В том же месяце, когда Ван выступал на Конкурсе имени Левентритта, Соединенные Штаты взорвали свою первую настоящую термоядерную бомбу. Это произошло на атолле Бикини, одном из Маршалловых островов. Использовав взрыв атомной бомбы для запуска вторичной реакции термоядерного синтеза, ученые заметно увеличили разрушительную силу нового оружия. Энерговыделение при взрыве устройства проекта «Castle Bravo» составило 15 мегатонн, что было эквивалентно 750 бомбам, сброшенным на Хиросиму. Мощность взрыва оказалась вдвое выше, чем ожидалось, а сильные ветры разнесли радиоактивные осадки по всему Тихому океану. Взрыв привел к гибели одного японского рыбака из числа тех, кто ловил тунца за 90 миль от места испытаний, и загрязнил их улов. «Если один термоядерный взрыв может иметь такие глобальные экологические последствия, – мрачно размышляли в мире, – то какой же эффект дадут взрывы множества бомб?» Вскоре эксперты дали ответ на этот вопрос: оказалось, что взрывы всего лишь ста водородных бомб могут сделать земной шар полностью непригодным для жизни…[113]

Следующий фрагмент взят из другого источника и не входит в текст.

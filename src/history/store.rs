//! redb-backed run store
//!
//! One table, `runs`, keyed by a monotonic `u64` id with the JSON-encoded
//! [`BenchmarkRun`] as value. Iterating the table in reverse yields the most
//! recent runs first.

use super::RunRecorder;
use crate::models::BenchmarkRun;
use anyhow::{Context, Result};
use redb::{Database, ReadableTable, TableDefinition};
use serde_json::Value;
use std::path::{Path, PathBuf};
use tracing::debug;

const RUNS_TABLE: TableDefinition<u64, &[u8]> = TableDefinition::new("runs");

/// Append-only history of comparisons.
pub struct RunStore {
    db: Database,
    path: PathBuf,
}

impl RunStore {
    /// Open (or create) the store at `path`, creating parent directories.
    pub fn open(path: &Path) -> Result<Self> {
        if let Some(parent) = path.parent().filter(|p| !p.as_os_str().is_empty()) {
            std::fs::create_dir_all(parent)
                .with_context(|| format!("Failed to create {}", parent.display()))?;
        }
        let db = Database::create(path)
            .with_context(|| format!("Failed to open run history at {}", path.display()))?;
        debug!("Opened run history at {}", path.display());
        Ok(Self {
            db,
            path: path.to_path_buf(),
        })
    }

    /// `<data dir>/repobench/history.redb`
    pub fn default_path() -> Option<PathBuf> {
        dirs::data_dir().map(|d| d.join("repobench").join("history.redb"))
    }

    pub fn path(&self) -> &Path {
        &self.path
    }
}

impl RunRecorder for RunStore {
    fn record(
        &self,
        codebase1: &str,
        codebase2: &str,
        total1: f64,
        total2: f64,
        details: &Value,
    ) -> Result<u64> {
        let write_txn = self.db.begin_write()?;
        let id = {
            let mut table = write_txn.open_table(RUNS_TABLE)?;
            let id = match table.last()? {
                Some((key, _)) => key.value() + 1,
                None => 1,
            };
            let run = BenchmarkRun {
                id,
                timestamp: chrono::Utc::now().to_rfc3339(),
                codebase1: codebase1.to_string(),
                codebase2: codebase2.to_string(),
                total1,
                total2,
                details_json: serde_json::to_string(details)?,
            };
            let value = serde_json::to_vec(&run)?;
            table.insert(id, value.as_slice())?;
            id
        };
        write_txn.commit()?;
        debug!("Recorded run {} in {}", id, self.path.display());
        Ok(id)
    }

    fn fetch_recent(&self, limit: usize) -> Result<Vec<BenchmarkRun>> {
        let read_txn = self.db.begin_read()?;
        let table = match read_txn.open_table(RUNS_TABLE) {
            Ok(t) => t,
            Err(redb::TableError::TableDoesNotExist(_)) => return Ok(Vec::new()),
            Err(e) => return Err(e.into()),
        };

        let mut runs = Vec::new();
        for item in table.iter()?.rev().take(limit) {
            let (key, value) = item?;
            let run: BenchmarkRun = serde_json::from_slice(value.value())
                .with_context(|| format!("Corrupt run record {}", key.value()))?;
            runs.push(run);
        }
        Ok(runs)
    }
}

Девять месяцев спустя люди по-прежнему тоннами выбрасывали радиоактивного тунца. На следующий год выпал радиоактивный дождь в Чикаго. Вскоре смертельный изотоп стронций-90 стали находить в молочных продуктах, что вызвало опасения развития рака костей и лейкемии у детей[114]. Исследования показали, что в сотнях тысяч молочных зубов[115] содержание того же радиоактивного изотопа, продукта ядерного деления, в пятьдесят и более раз превышает норму. Иными словами, послевоенное поколение обнаружило, что входит в жизнь без главного – уверенности в том, что их дети выживут в этом мире. Записные мудрецы начали спорить о том, к чему приведет эта беспрецедентная потеря веры в будущее: к разгульной жизни, к меркантильному индивидуализму или к безразличию и нигилизму. Единственное, в чем были уверены все, – что ничего хорошего от такого будущего ждать не приходится.

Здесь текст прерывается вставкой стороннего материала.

//! Text (terminal) reporter
//!
//! Layout:
//!
//! ```text
//! Assessor     alpha             beta         Winner
//! ───────────  ────────────────  ───────────  ──────
//! Readability  8.00              6.00         alpha
//! Security     2.00 ±0.5 (x0.5)  4.50 (x0.5)  beta
//!
//! TOTAL SCORE  10.00             10.50        beta
//! ```
//!
//! followed by the summary sentence and, in verbose mode, a per-assessor
//! breakdown of the first few detail lines.

use crate::engine::{CodebaseResults, ComparisonReport, ComparisonRow};
use crate::models::Winner;
use console::{measure_text_width, pad_str, style, Alignment};

/// Detail lines shown per codebase in verbose mode
const MAX_DETAILS: usize = 5;
/// Normalized-score difference below which an area counts as even
const SIMILAR_THRESHOLD: f64 = 0.5;

/// Render report as formatted terminal output
pub fn render(report: &ComparisonReport, verbose: bool) -> String {
    let (label1, label2) = labels(report);
    let mut out = String::new();

    out.push_str(&format!(
        "\n{} {} {} {}\n\n",
        style("Comparing").bold(),
        style(&label1).magenta().bold(),
        style("vs").dim(),
        style(&label2).green().bold()
    ));

    for (side, label) in [(&report.first, &label1), (&report.second, &label2)] {
        if side.appears_empty() {
            out.push_str(&format!(
                "{}\n",
                style(format!(
                    "Warning: {} appears to be empty or has no analyzable code.",
                    label
                ))
                .yellow()
            ));
        }
    }

    out.push_str(&render_table(report, &label1, &label2));
    out.push('\n');
    out.push_str(&summary_sentence(report, &label1, &label2));
    out.push('\n');

    if verbose {
        out.push_str(&render_breakdown(report, &label1, &label2));
    }
    out
}

/// Directory names, or full paths when both names are the same.
fn labels(report: &ComparisonReport) -> (String, String) {
    let (a, b) = (report.first.label(), report.second.label());
    if a == b {
        (
            report.first.path.display().to_string(),
            report.second.path.display().to_string(),
        )
    } else {
        (a, b)
    }
}

fn format_weight(weight: f64) -> String {
    if weight.fract() == 0.0 {
        format!("{:.1}", weight)
    } else {
        format!("{}", weight)
    }
}

/// Weighted score, with the weighted interval half-width when known.
fn score_cell(side: &CodebaseResults, row: &ComparisonRow, weighted: f64) -> String {
    let mut cell = format!("{:.2}", weighted);
    if let Some(outcome) = side.outcomes.get(&row.name).filter(|o| o.has_interval()) {
        let (low, high) = outcome.confidence_interval;
        cell.push_str(&format!(" ±{:.1}", (high - low) / 2.0 * row.weight));
    }
    if row.weight != 1.0 {
        cell.push_str(&format!(" (x{})", format_weight(row.weight)));
    }
    cell
}

fn winner_cell(winner: Winner, label1: &str, label2: &str) -> String {
    match winner {
        Winner::First => style(label1).magenta().to_string(),
        Winner::Second => style(label2).green().to_string(),
        Winner::Tie => style("Tie").yellow().to_string(),
    }
}

fn render_table(report: &ComparisonReport, label1: &str, label2: &str) -> String {
    let rows: Vec<[String; 4]> = report
        .rows
        .iter()
        .map(|row| {
            [
                style(&row.name).cyan().to_string(),
                score_cell(&report.first, row, row.weighted1),
                score_cell(&report.second, row, row.weighted2),
                winner_cell(row.winner, label1, label2),
            ]
        })
        .collect();
    let total = [
        style("TOTAL SCORE").bold().to_string(),
        style(format!("{:.2}", report.first.total)).magenta().bold().to_string(),
        style(format!("{:.2}", report.second.total)).green().bold().to_string(),
        style(winner_cell(report.winner, label1, label2)).bold().to_string(),
    ];
    let header = [
        "Assessor".to_string(),
        label1.to_string(),
        label2.to_string(),
        "Winner".to_string(),
    ];

    let mut widths = [0usize; 4];
    for cells in std::iter::once(&header).chain(rows.iter()).chain(std::iter::once(&total)) {
        for (width, cell) in widths.iter_mut().zip(cells.iter()) {
            *width = (*width).max(measure_text_width(cell));
        }
    }

    let line = |cells: &[String; 4]| -> String {
        let padded: Vec<_> = cells
            .iter()
            .zip(widths.iter())
            .map(|(cell, &w)| pad_str(cell, w, Alignment::Left, None).into_owned())
            .collect();
        format!("{}\n", padded.join("  ").trim_end())
    };

    let mut out = line(&header.clone().map(|h| style(h).bold().to_string()));
    let rule = widths.map(|w| style("─".repeat(w)).dim().to_string());
    out.push_str(&line(&rule));
    for cells in &rows {
        out.push_str(&line(cells));
    }
    out.push('\n');
    out.push_str(&line(&total));
    out
}

fn summary_sentence(report: &ComparisonReport, label1: &str, label2: &str) -> String {
    let (t1, t2) = (report.first.total, report.second.total);
    let (winner, loser) = match report.winner {
        Winner::First => (label1, label2),
        Winner::Second => (label2, label1),
        Winner::Tie => {
            return format!(
                "{} and {} are tied at {:.2}.\n",
                style(label1).bold(),
                style(label2).bold(),
                t1
            )
        }
    };
    let phrase = report.assessment_phrase();
    let comparison = if phrase.ends_with("better") {
        format!("{} than", phrase)
    } else {
        phrase.to_string()
    };
    format!(
        "{} is {} {} ({:.2} vs {:.2}).\n",
        style(winner).bold(),
        style(comparison).bold(),
        loser,
        t1,
        t2
    )
}

fn render_breakdown(report: &ComparisonReport, label1: &str, label2: &str) -> String {
    let mut out = format!("\n{}\n", style("Detailed Analysis").bold().underlined());

    for row in &report.rows {
        out.push_str(&format!("\n{}\n", style(format!("{} Analysis", row.name)).cyan().bold()));
        let mut normalized = [0.0; 2];
        for (i, (side, label)) in [(&report.first, label1), (&report.second, label2)]
            .into_iter()
            .enumerate()
        {
            let score = side.normalized_scores.get(&row.name).copied().unwrap_or(0.0);
            normalized[i] = score;
            out.push_str(&format!("  {} - Score: {}\n", label, style(format!("{:.2}", score)).bold()));

            let details = side
                .outcomes
                .get(&row.name)
                .map(|o| o.details.as_slice())
                .unwrap_or_default();
            if details.is_empty() {
                out.push_str("    • No issues found.\n");
            }
            for detail in details.iter().take(MAX_DETAILS) {
                out.push_str(&format!("    • {}\n", detail));
            }
            if details.len() > MAX_DETAILS {
                out.push_str(&format!(
                    "    {}\n",
                    style(format!("... and {} more items", details.len() - MAX_DETAILS)).dim()
                ));
            }
        }

        let [s1, s2] = normalized;
        let interpretation = if (s1 - s2).abs() < SIMILAR_THRESHOLD {
            "Both codebases perform similarly in this area.".to_string()
        } else if s1 > s2 {
            format!("{} outperforms {} by {:.1} points.", label1, label2, s1 - s2)
        } else {
            format!("{} outperforms {} by {:.1} points.", label2, label1, s2 - s1)
        };
        out.push_str(&format!("  {}\n", style(interpretation).dim()));
    }
    out
}

#[cfg(test)]
mod tests {
    use super::*;
    use crate::reporters::tests::test_report;

    fn plain(report: &ComparisonReport, verbose: bool) -> String {
        console::strip_ansi_codes(&render(report, verbose)).into_owned()
    }

    #[test]
    fn test_table_rows() {
        let (_root, report) = test_report();
        let out = plain(&report, false);
        let readability = out.lines().find(|l| l.starts_with("Readability")).unwrap();
        assert!(readability.contains("8.00"));
        assert!(readability.contains("6.00"));
        assert!(readability.trim_end().ends_with("alpha"));

        let security = out.lines().find(|l| l.starts_with("Security")).unwrap();
        assert!(security.contains("2.00 ±0.5 (x0.5)"));
        assert!(security.contains("4.50 (x0.5)"));
        assert!(security.trim_end().ends_with("beta"));

        let total = out.lines().find(|l| l.starts_with("TOTAL SCORE")).unwrap();
        assert!(total.contains("10.00"));
        assert!(total.contains("10.50"));
    }

    #[test]
    fn test_summary_sentence() {
        let (_root, report) = test_report();
        let out = plain(&report, false);
        assert!(out.contains("beta is very similar to alpha (10.00 vs 10.50)."));
        assert!(!out.contains("Warning"));
        assert!(!out.contains("Detailed Analysis"));
    }

    #[test]
    fn test_verbose_breakdown() {
        let (_root, report) = test_report();
        let out = plain(&report, true);
        assert!(out.contains("Readability Analysis"));
        assert!(out.contains("alpha - Score: 8.00"));
        assert!(out.contains("• finding 5"));
        assert!(!out.contains("• finding 6"));
        assert!(out.contains("... and 2 more items"));
        assert!(out.contains("alpha outperforms beta by 2.0 points."));
        // beta's security outcome has no details
        assert!(out.contains("• No issues found."));
        assert!(out.contains("beta outperforms alpha by 5.0 points."));
    }

    #[test]
    fn test_format_weight() {
        assert_eq!(format_weight(2.0), "2.0");
        assert_eq!(format_weight(1.25), "1.25");
        assert_eq!(format_weight(0.0), "0.0");
    }
}
//! JSON reporter
//!
//! Outputs the export document: both inputs, both totals and every
//! per-assessor table, keyed by assessor display name.

use crate::engine::ComparisonReport;
use anyhow::{Context, Result};
use std::path::Path;
use tracing::info;

/// Render report as JSON
pub fn render(report: &ComparisonReport) -> Result<String> {
    Ok(serde_json::to_string_pretty(&report.export_document())?)
}

/// Write the export document to `path`, creating parent directories.
pub fn write_export(report: &ComparisonReport, path: &Path) -> Result<()> {
    if let Some(parent) = path.parent().filter(|p| !p.as_os_str().is_empty()) {
        std::fs::create_dir_all(parent)
            .with_context(|| format!("Failed to create {}", parent.display()))?;
    }
    std::fs::write(path, render(report)?)
        .with_context(|| format!("Failed to write {}", path.display()))?;
    info!("Exported results to {}", path.display());
    Ok(())
}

Радиация, этот невидимый киллер, похоронил начавшийся было атомный бум в толстостенном бетонном гробу. Взамен появились активисты всех мастей, которые оседлали своих любимых лошадок – чаще всего они проповедовали семейные ценности. В этом не было ничего удивительного: люди, столкнулись с угрозами, недоступными их пониманию, и решили, что безопасность начинается у себя дома. К социальным консерваторам, загонявшим американские семьи в дома, они же осажденные крепости, добавились защитники морали, своего рода крестоносцы, которые видели свое предназначение в том, чтобы сохранить основу нации перед лицом вражеского нашествия. В отличие от 1920-х годов, когда американцам многое позволялось, и 1930-х, когда правила бал экономическая депрессия, представители послевоенного поколения раньше остепенялись, заводили большие семьи и реже разводились. Американцам настоятельно рекомендовалось связывать себя узами брака до двадцати одного года; двадцать три – это уже «слишком поздно». Вступление в брак, рождение и воспитание большого числа детей стали считаться патриотическими обязанностями и доказательством гражданской ответственности. Отсюда следовало, что всякий другой образ жизни льет воду на мельницу врагов Америки, под которыми подразумевались «красные». Когда сексолог Альфред Кинси в своих публикациях рассказал о том, что среди американцев, оказывается, широко распространены добрачный секс, гомосексуализм и измены, его немедленно обвинили в поддержке международного коммунизма.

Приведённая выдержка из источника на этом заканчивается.